● **Task to complete**
Each line of the entries below that holds "data" is needed, copied in full.
Records for the task START
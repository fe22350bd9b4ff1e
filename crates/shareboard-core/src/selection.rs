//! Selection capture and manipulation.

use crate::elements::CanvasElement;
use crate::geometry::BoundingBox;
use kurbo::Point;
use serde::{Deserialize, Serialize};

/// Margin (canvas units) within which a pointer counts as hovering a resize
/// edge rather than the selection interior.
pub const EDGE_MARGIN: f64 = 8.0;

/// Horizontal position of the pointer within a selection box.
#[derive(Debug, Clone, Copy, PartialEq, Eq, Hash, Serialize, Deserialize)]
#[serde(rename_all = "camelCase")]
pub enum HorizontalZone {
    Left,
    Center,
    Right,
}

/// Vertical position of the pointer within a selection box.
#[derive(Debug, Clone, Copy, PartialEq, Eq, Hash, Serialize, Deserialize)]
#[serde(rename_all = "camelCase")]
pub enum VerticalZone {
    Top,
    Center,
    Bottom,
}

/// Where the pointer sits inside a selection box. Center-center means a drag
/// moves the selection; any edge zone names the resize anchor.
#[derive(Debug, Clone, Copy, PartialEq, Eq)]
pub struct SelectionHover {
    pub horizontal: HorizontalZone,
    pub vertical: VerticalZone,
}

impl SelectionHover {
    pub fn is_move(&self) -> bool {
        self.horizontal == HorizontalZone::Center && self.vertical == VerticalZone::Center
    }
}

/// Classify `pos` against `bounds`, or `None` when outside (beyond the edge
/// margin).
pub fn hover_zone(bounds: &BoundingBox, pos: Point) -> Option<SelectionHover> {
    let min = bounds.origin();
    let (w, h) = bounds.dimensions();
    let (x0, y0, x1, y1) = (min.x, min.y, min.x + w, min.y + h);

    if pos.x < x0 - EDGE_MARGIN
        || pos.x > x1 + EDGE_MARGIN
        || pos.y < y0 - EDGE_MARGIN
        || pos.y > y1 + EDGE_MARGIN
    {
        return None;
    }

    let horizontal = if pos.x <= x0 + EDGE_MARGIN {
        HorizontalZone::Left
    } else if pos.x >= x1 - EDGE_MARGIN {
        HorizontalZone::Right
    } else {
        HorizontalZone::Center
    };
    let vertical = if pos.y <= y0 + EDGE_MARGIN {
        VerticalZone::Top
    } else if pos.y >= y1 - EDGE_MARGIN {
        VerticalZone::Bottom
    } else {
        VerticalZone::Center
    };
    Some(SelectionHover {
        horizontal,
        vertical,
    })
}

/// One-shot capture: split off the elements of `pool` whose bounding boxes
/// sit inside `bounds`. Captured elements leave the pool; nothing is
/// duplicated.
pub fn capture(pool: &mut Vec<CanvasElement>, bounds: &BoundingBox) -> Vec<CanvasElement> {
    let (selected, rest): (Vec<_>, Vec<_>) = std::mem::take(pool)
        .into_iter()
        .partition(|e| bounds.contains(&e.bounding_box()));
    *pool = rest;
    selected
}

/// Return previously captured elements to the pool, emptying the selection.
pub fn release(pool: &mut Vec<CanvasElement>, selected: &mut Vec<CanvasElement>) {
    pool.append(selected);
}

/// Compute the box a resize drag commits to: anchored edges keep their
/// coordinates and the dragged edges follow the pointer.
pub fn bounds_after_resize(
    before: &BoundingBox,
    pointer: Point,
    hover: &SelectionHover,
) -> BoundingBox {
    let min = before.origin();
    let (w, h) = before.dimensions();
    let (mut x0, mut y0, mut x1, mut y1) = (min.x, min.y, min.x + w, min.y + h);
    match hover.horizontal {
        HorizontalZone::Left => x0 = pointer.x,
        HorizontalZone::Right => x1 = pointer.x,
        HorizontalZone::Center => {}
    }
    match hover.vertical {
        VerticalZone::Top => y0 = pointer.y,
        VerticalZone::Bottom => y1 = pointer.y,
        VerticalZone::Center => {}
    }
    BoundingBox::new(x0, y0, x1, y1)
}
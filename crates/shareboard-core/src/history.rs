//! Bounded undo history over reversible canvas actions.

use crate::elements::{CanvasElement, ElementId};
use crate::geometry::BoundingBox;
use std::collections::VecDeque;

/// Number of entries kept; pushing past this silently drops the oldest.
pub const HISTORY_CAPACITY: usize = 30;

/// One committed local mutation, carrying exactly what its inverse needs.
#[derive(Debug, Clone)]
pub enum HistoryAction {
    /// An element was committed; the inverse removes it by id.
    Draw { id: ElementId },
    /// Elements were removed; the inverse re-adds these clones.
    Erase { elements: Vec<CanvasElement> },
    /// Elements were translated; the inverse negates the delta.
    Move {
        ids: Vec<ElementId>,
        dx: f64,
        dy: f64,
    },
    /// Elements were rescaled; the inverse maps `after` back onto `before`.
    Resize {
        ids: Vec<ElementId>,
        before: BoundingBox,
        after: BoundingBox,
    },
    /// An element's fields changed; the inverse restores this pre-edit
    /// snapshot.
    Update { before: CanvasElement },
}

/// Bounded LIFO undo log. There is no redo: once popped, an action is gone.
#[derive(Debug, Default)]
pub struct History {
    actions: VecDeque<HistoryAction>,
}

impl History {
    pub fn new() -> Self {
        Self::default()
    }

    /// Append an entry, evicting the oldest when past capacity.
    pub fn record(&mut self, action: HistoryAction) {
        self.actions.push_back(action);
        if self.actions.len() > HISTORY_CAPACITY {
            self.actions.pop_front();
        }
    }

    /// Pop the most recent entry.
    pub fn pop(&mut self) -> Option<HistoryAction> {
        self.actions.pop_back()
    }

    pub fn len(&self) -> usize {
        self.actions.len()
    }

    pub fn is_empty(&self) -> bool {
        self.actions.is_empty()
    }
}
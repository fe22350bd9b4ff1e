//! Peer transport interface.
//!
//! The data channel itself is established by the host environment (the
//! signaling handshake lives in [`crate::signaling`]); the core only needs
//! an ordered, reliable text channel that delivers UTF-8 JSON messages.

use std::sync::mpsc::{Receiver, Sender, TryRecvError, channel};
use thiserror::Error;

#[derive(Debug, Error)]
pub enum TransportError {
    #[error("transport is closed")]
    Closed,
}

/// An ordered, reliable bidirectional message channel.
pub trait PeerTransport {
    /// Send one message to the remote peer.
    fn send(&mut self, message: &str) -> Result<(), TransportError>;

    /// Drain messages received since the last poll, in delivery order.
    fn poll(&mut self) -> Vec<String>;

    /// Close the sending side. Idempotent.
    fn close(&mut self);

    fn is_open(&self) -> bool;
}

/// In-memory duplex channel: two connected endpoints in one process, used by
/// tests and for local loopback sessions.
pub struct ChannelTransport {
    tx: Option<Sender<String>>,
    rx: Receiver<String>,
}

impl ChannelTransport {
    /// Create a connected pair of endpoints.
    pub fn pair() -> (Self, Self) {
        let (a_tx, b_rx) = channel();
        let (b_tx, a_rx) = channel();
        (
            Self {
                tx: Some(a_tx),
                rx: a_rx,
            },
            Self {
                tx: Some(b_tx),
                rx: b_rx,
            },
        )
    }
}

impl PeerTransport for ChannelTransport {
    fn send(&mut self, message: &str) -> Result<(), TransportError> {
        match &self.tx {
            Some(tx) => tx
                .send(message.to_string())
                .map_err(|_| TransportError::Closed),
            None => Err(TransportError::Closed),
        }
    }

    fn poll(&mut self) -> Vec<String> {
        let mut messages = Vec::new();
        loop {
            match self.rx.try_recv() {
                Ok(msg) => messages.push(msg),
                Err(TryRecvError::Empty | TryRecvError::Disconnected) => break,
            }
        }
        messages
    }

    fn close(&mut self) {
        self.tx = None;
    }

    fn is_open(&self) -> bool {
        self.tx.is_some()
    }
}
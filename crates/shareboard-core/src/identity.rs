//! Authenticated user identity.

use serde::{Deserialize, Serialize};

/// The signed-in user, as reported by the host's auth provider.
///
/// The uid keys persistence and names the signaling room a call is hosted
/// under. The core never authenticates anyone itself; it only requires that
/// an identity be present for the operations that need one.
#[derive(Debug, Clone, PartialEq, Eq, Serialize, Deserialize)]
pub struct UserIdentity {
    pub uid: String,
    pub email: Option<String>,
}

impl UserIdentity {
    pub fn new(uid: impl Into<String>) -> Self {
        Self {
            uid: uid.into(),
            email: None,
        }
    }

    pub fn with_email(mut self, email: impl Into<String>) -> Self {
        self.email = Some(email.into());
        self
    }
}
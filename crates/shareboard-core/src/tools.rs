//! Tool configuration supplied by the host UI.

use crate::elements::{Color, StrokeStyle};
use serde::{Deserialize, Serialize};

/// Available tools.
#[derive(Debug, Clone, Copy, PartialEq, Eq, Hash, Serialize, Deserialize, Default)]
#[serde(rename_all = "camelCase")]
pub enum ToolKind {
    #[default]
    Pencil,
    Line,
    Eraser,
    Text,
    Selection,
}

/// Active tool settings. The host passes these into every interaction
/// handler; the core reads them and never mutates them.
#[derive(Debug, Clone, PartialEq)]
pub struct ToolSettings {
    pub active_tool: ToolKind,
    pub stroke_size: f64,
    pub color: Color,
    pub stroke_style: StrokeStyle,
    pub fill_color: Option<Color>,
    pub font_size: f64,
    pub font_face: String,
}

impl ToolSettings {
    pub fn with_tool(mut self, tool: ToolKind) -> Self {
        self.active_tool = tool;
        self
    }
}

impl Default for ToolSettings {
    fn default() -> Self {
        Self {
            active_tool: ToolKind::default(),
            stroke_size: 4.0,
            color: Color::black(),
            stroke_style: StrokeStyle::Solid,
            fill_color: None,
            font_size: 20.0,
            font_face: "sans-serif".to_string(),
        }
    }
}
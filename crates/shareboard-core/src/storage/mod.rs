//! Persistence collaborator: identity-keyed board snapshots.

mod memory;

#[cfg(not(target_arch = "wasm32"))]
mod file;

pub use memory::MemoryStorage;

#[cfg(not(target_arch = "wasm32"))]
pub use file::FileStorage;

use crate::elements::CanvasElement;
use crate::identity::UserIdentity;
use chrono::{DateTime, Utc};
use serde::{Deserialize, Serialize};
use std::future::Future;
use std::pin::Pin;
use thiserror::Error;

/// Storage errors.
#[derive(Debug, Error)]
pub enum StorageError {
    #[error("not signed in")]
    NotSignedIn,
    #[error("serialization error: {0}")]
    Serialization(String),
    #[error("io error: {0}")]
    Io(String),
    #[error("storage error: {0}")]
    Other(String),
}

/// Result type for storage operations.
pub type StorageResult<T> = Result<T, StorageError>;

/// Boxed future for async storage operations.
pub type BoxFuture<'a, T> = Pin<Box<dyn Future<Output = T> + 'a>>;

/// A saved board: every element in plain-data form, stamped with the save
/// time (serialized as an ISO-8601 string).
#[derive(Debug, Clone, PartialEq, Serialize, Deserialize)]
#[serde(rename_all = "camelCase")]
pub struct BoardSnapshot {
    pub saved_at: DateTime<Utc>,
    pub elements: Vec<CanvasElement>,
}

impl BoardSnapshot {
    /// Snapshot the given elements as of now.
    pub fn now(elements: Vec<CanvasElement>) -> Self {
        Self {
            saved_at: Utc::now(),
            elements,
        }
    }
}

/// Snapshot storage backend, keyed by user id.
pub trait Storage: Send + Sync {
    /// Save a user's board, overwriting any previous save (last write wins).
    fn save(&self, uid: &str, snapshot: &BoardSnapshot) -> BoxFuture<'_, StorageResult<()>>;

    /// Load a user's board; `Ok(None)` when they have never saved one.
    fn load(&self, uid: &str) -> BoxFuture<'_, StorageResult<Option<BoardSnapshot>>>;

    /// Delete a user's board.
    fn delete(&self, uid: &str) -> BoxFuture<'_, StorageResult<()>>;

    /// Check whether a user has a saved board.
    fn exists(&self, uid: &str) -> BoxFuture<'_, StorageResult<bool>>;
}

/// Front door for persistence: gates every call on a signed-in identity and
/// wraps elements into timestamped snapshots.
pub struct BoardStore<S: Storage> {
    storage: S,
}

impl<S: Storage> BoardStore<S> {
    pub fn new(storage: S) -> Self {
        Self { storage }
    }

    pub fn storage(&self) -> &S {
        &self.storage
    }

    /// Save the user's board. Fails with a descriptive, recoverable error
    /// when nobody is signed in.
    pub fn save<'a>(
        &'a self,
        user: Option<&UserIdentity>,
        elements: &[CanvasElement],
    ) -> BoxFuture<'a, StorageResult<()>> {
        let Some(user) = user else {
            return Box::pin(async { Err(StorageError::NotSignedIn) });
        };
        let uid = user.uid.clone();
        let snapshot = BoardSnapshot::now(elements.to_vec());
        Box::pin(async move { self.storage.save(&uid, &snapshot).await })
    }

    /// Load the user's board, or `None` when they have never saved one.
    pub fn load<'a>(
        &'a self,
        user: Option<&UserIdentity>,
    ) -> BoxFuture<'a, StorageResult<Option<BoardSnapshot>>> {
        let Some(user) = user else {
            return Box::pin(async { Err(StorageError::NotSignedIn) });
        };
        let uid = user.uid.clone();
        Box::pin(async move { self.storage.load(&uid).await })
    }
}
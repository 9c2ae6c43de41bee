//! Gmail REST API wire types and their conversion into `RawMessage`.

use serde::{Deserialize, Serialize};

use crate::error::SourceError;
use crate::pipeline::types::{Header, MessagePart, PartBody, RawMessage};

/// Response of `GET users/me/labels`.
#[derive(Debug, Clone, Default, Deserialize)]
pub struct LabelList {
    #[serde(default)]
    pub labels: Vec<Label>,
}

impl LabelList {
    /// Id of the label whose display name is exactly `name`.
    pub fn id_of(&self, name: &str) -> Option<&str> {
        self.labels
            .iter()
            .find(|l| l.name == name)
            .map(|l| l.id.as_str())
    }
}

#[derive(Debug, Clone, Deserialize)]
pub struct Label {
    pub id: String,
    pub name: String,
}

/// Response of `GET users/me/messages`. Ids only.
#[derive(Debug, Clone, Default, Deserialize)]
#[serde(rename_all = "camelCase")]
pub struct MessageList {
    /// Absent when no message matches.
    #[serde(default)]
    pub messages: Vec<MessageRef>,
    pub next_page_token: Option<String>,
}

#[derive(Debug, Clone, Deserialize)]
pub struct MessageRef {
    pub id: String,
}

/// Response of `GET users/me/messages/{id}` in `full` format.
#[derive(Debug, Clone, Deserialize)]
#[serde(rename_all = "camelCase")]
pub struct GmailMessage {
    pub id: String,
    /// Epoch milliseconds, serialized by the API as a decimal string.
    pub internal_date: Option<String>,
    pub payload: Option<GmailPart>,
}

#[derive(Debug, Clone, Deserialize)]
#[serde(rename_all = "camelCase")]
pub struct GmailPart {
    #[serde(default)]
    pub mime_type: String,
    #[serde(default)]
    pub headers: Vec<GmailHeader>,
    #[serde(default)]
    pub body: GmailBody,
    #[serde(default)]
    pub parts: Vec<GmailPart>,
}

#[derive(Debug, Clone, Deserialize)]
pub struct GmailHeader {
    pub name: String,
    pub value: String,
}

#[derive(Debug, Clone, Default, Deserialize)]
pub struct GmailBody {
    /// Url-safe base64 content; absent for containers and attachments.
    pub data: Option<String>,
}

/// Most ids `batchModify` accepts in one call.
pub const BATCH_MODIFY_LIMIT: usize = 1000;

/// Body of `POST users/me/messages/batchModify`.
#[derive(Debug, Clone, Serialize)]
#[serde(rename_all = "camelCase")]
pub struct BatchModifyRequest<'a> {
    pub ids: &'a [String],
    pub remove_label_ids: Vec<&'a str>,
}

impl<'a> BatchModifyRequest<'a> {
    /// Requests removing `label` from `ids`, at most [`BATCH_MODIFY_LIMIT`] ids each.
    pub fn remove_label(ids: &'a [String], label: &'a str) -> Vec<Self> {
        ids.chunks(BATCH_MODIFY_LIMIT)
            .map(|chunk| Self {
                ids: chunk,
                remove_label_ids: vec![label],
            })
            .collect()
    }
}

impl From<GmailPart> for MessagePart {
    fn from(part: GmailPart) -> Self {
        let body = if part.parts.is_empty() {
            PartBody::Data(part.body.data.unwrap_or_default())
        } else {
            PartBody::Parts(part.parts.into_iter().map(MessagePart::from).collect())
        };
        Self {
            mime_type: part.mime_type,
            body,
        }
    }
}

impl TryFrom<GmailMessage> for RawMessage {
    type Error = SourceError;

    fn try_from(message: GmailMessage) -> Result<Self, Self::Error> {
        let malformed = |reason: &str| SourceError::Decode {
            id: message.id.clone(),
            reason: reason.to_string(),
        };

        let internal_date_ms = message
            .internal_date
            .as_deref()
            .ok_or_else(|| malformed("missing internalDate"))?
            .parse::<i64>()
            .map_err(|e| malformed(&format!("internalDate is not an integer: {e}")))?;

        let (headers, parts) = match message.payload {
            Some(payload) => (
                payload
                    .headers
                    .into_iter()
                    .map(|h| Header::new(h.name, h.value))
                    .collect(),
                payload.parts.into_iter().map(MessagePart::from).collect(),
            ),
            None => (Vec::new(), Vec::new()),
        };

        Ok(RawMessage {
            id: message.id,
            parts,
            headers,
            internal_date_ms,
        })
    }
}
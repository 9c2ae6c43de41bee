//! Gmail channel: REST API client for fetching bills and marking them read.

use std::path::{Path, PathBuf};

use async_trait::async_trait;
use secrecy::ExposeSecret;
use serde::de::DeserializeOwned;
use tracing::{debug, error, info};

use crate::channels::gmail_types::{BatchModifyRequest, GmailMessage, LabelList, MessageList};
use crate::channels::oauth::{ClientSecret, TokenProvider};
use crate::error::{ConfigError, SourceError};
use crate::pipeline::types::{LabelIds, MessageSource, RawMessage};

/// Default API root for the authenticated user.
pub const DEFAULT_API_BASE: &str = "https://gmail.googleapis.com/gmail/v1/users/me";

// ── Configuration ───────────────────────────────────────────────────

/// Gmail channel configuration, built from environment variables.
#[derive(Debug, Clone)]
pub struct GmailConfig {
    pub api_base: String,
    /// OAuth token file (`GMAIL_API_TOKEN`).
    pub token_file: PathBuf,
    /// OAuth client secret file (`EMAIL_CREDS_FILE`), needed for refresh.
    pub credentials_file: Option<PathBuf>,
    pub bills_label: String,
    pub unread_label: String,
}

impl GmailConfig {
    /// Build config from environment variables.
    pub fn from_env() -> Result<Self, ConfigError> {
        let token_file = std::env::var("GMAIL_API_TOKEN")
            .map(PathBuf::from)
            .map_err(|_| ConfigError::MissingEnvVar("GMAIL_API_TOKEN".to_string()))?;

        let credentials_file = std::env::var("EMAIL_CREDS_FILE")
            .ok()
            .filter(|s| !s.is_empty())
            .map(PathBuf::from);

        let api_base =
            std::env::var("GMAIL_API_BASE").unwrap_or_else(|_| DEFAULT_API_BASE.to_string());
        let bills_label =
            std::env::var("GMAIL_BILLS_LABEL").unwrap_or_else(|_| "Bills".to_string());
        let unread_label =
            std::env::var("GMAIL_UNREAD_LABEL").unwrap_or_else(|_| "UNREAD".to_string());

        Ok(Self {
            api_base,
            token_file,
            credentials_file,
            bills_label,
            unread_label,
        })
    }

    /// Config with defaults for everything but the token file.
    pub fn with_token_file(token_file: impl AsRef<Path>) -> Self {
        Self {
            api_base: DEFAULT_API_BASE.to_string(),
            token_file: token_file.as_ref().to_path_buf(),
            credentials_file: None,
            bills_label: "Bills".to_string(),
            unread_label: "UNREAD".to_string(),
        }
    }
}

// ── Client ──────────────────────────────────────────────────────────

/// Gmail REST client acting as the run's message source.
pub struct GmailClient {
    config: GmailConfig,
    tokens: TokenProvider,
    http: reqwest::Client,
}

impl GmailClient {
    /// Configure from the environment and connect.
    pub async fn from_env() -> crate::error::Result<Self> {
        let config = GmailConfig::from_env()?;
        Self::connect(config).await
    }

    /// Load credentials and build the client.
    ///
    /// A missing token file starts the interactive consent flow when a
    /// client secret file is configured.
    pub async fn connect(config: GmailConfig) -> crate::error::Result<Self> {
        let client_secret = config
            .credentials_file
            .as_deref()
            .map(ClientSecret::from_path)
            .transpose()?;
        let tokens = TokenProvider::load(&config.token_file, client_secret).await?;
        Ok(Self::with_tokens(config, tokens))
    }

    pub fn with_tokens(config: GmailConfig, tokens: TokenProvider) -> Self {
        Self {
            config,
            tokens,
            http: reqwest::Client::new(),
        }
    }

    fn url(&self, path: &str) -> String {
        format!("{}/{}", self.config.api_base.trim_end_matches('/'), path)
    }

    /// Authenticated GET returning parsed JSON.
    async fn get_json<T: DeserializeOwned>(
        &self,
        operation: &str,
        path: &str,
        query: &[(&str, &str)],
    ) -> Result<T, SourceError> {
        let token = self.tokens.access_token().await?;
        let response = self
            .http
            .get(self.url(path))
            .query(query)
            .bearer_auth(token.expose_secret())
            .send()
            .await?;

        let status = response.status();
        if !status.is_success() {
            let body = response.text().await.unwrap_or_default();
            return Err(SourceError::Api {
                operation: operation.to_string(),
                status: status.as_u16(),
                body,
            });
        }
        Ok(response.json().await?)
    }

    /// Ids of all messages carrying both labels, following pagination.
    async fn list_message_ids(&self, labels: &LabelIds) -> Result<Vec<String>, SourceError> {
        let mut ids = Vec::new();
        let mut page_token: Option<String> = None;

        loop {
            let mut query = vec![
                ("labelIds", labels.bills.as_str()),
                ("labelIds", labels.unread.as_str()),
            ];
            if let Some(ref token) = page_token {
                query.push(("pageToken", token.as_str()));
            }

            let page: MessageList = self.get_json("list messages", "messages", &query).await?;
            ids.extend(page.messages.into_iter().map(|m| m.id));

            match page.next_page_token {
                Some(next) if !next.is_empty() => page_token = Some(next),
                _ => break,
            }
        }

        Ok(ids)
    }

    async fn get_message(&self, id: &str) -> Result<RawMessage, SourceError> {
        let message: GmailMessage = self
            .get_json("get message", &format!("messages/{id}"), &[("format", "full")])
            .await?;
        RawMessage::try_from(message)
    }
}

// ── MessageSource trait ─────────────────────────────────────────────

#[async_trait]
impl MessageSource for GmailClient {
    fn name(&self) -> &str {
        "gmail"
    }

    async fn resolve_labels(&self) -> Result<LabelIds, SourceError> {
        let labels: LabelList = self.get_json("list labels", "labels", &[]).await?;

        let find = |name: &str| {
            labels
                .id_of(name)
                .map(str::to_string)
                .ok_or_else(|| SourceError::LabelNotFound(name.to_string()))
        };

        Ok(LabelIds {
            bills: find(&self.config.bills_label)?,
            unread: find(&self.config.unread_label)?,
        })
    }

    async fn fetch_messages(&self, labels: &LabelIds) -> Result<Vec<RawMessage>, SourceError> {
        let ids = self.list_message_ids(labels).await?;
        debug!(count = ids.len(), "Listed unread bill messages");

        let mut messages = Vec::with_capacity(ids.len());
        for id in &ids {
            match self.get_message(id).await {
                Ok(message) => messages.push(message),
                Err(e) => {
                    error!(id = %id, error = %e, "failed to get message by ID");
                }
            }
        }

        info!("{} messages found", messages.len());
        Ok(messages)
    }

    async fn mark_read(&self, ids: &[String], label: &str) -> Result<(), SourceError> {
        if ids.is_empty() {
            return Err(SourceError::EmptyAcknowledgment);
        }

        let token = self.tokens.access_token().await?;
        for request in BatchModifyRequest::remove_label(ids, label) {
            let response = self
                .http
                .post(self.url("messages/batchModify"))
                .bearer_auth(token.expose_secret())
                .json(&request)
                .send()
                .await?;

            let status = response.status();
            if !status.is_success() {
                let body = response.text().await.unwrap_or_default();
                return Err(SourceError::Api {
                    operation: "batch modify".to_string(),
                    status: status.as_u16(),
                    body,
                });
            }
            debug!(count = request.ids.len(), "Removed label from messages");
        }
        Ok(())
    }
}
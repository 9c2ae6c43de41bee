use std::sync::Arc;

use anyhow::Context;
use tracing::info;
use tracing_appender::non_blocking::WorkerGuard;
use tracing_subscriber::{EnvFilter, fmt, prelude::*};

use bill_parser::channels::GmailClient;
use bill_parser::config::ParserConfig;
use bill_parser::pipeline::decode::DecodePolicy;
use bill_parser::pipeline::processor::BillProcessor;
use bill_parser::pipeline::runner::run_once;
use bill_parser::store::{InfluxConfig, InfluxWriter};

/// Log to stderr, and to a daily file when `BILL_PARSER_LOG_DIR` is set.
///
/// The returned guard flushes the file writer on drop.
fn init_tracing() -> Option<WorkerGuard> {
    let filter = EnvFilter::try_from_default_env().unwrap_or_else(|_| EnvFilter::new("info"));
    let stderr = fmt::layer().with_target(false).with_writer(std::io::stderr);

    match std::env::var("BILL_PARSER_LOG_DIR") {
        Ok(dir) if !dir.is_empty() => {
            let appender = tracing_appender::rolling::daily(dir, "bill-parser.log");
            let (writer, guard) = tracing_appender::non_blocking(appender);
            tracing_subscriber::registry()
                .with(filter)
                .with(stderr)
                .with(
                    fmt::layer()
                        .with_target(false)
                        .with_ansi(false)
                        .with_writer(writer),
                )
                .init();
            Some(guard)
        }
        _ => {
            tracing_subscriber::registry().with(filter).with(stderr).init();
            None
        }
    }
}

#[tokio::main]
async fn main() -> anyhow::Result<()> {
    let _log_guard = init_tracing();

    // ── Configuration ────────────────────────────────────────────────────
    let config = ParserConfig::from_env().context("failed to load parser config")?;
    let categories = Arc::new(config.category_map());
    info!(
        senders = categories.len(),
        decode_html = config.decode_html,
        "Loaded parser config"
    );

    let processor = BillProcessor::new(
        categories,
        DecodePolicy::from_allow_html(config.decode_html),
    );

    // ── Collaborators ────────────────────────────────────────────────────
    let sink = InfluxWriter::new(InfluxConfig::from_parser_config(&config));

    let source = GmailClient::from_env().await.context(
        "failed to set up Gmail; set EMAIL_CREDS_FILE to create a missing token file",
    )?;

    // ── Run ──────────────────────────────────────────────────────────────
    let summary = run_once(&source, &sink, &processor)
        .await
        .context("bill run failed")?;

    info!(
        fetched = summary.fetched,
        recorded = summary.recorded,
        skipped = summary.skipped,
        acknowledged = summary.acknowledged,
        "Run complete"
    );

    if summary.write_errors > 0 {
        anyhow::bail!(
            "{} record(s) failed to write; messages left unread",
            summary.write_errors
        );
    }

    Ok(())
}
Records for the task END
● **Exercise response**
//! The data channel itself is established by the host environment (the
/// A saved board: every element in plain-data form, stamped with the save
    pub data: Option<String>,
            PartBody::Data(part.body.data.unwrap_or_default())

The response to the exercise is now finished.